Generally Accepted Revenue Recognition Principle

There are two accounting methods for revenue recognition: cash basis and accrual basis. The cash basis is simple and intuitive, stipulating that you recognise revenue whenever you receive a cash payment, Recognising revenue this way potentially distorts financial statements as they can’t show whether you performed a professional service at the time of the revenue recognition. The accrual basis is more reflective of the business reality, allowing you to recognise revenue only when it is earned and recognisable with any of the service-associated expenses occurring at the same time, regardless of actual cash receipts. Using the accrual basis as the generally accepted revenue recognition principle, you can distinguish between receiving cash from ticket sales and later performing the service related to the ticket sales.

Unearned Revenue as a Liability Account

When you receive prepayments in cash from ticket sales for an event scheduled to take place at a later time, using the accrual basis, you debit the cash account in the amount of the ticket sales and credit the same amount to a liability account, called unearned revenue. This liability account exists because you’re now obligated to ticket holders to carry out the event related to the ticket sales and perform your service to actually earn the revenue. If the event has yet to take place after the end of the current accounting period, you can’t recognise any revenue for the period, despite the ticket sales and increased cash holdings as recorded.

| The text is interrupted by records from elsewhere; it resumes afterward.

use std::collections::HashMap;

use async_trait::async_trait;
use chrono::{DateTime, Utc};
use serde::{Deserialize, Serialize};
use serde_json::Value;
use tracing::info;

use crate::domain::slugify;
use crate::infrastructure::EnvelopeHandler;
use crate::messaging::{Action, Envelope, Reply, fields};

/// Persisted article record. The author is an embedded snapshot of the
/// user document taken when the article was created.
#[derive(Debug, Clone, Serialize)]
#[serde(rename_all = "camelCase")]
struct StoredArticle {
    slug: String,
    title: String,
    description: String,
    body: String,
    author: Value,
    created_at: DateTime<Utc>,
    updated_at: DateTime<Utc>,
}

#[derive(Debug, Deserialize)]
struct ArticleSubmission {
    title: String,
    #[serde(default)]
    description: String,
    #[serde(default)]
    body: String,
    author: Value,
}

/// Actor state for the `persistence.articles` address, keyed by slug.
#[derive(Default)]
pub struct ArticleStore {
    articles_by_slug: HashMap<String, StoredArticle>,
}

impl ArticleStore {
    pub fn new() -> Self {
        Self::default()
    }

    fn create(&mut self, document: Option<Value>) -> Reply {
        let Some(document) = document else {
            return Reply::failure("article payload is required");
        };
        let submission: ArticleSubmission = match serde_json::from_value(document) {
            Ok(submission) => submission,
            Err(error) => return Reply::failure(format!("malformed article payload: {error}")),
        };

        let slug = slugify(&submission.title);
        if slug.is_empty() {
            return Reply::failure("title must contain at least one alphanumeric character");
        }
        if self.articles_by_slug.contains_key(&slug) {
            return Reply::failure(format!("article with slug '{slug}' already exists"));
        }

        let now = Utc::now();
        let article = StoredArticle {
            slug: slug.clone(),
            title: submission.title,
            description: submission.description,
            body: submission.body,
            author: submission.author,
            created_at: now,
            updated_at: now,
        };
        let details = document_of(&article);
        self.articles_by_slug.insert(slug.clone(), article);

        info!(slug, "article created");
        Reply::success(details)
    }

    fn lookup_by_field(&self, field: Option<&str>, value: Option<&str>) -> Reply {
        let (Some(field), Some(value)) = (field, value) else {
            return Reply::failure("lookup field and value are required");
        };
        if field != "slug" {
            return Reply::failure(format!("unsupported lookup field '{field}'"));
        }
        match self.articles_by_slug.get(value) {
            Some(article) => Reply::success(document_of(article)),
            None => Reply::failure(format!("no article found for slug '{value}'")),
        }
    }

    fn update(&mut self, value: Option<&str>, document: Option<Value>) -> Reply {
        let Some(slug) = value else {
            return Reply::failure("update target slug is required");
        };
        let Some(Value::Object(changes)) = document else {
            return Reply::failure("update document is required");
        };
        // Everything is validated before any field is written, so a failed
        // update leaves the record untouched.
        for (key, value) in &changes {
            if !matches!(key.as_str(), "title" | "description" | "body") {
                return Reply::failure(format!("unsupported update field '{key}'"));
            }
            if !value.is_string() {
                return Reply::failure(format!("update field '{key}' must be a string"));
            }
        }
        let Some(article) = self.articles_by_slug.get_mut(slug) else {
            return Reply::failure(format!("no article found for slug '{slug}'"));
        };

        for (key, value) in &changes {
            let Some(value) = value.as_str() else {
                continue;
            };
            // The slug stays stable across updates; it is the natural key.
            match key.as_str() {
                "title" => article.title = value.to_string(),
                "description" => article.description = value.to_string(),
                "body" => article.body = value.to_string(),
                _ => {}
            }
        }
        article.updated_at = Utc::now();

        info!(slug, "article updated");
        Reply::success(document_of(article))
    }

    fn delete(&mut self, value: Option<&str>) -> Reply {
        let Some(slug) = value else {
            return Reply::failure("delete target slug is required");
        };
        if self.articles_by_slug.remove(slug).is_none() {
            return Reply::failure(format!("no article found for slug '{slug}'"));
        }

        info!(slug, "article deleted");
        Reply::success(Value::Null)
    }
}

#[async_trait]
impl EnvelopeHandler for ArticleStore {
    async fn handle(&mut self, mut envelope: Envelope) -> Reply {
        match envelope.action() {
            Action::CreateArticle => {
                let document = envelope.take_document();
                self.create(document)
            }
            Action::LookupByField => {
                self.lookup_by_field(envelope.field(fields::FIELD), envelope.field(fields::VALUE))
            }
            Action::Update => {
                let slug = envelope.field(fields::VALUE).map(str::to_string);
                let document = envelope.take_document();
                self.update(slug.as_deref(), document)
            }
            Action::Delete => self.delete(envelope.field(fields::VALUE)),
            other => Reply::failure(format!("unsupported action {other:?} for article store")),
        }
    }
}

fn document_of(article: &StoredArticle) -> Value {
    serde_json::to_value(article).unwrap_or(Value::Null)
}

Complete Service and Recognise Revenue

While performing the service to earn the revenue, you incur certain expenses at the same time. There is also the matching principle involved in revenue recognition, requiring revenue to be recognised in the same period in which related expenses occur. Once you complete the service for the ticket holders, you can fully recognise the revenue in the amount of the ticket sales. The accounting process for revenue recognition is to debit the previously recorded unearned revenue and credit the revenue account in the same amount, effectively cancelling the liability of unearned revenue. You should cancel portions of the unearned revenue liability accordingly when some customers require a ticket refund. Or you should cancel it entirely if you have to cancel the event and return the proceeds of all ticket sales. Compliance with revenue recognition rules helps you set up accounting records that can accurately interpret what really happens in each business transaction. When you can differentiate among cash prepayments, unearned revenue and recognised revenue, you gain the accounting clarity that serves as a useful business reference to achieve target financial results.